YOUR GOAL:
Would you transcribe exactly the lines below, starting at the one that contains "pub mod palette;" and ending with the last line, both included? Leave out all other lines.

━━━━

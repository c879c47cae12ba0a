//! Photo Gallery Common Library
//!
//! カタログ管理と代表色抽出のコア。画像デコードやファイル入出力は持たず、
//! デコード済みの画素とメモリ上のレコードだけを扱う。

pub mod types;
pub mod error;
pub mod palette;
pub mod color_name;
pub mod catalog;
pub mod taxonomy;
pub mod view;

pub use types::{Axis, CatalogEntry, EntryId, DEFAULT_FALLBACK_BUCKET};
pub use error::{Error, Result};
pub use palette::{extract_dominant_colors, Palette, PaletteOptions, Rgb, FALLBACK_PALETTE};
pub use color_name::{name_color, name_rgb, ColorName};
pub use catalog::{Bucket, Catalog};
pub use taxonomy::TaxonomyEditor;
pub use view::{GalleryView, ViewLayout};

━━━━

COMPLETED EXERCISE:
pub mod palette;
pub mod color_name;
pub mod catalog;
pub mod taxonomy;
pub mod view;

pub use types::{Axis, CatalogEntry, EntryId, DEFAULT_FALLBACK_BUCKET};
pub use error::{Error, Result};
pub use palette::{extract_dominant_colors, Palette, PaletteOptions, Rgb, FALLBACK_PALETTE};
pub use color_name::{name_color, name_rgb, ColorName};
pub use catalog::{Bucket, Catalog};
pub use taxonomy::TaxonomyEditor;
pub use view::{GalleryView, ViewLayout};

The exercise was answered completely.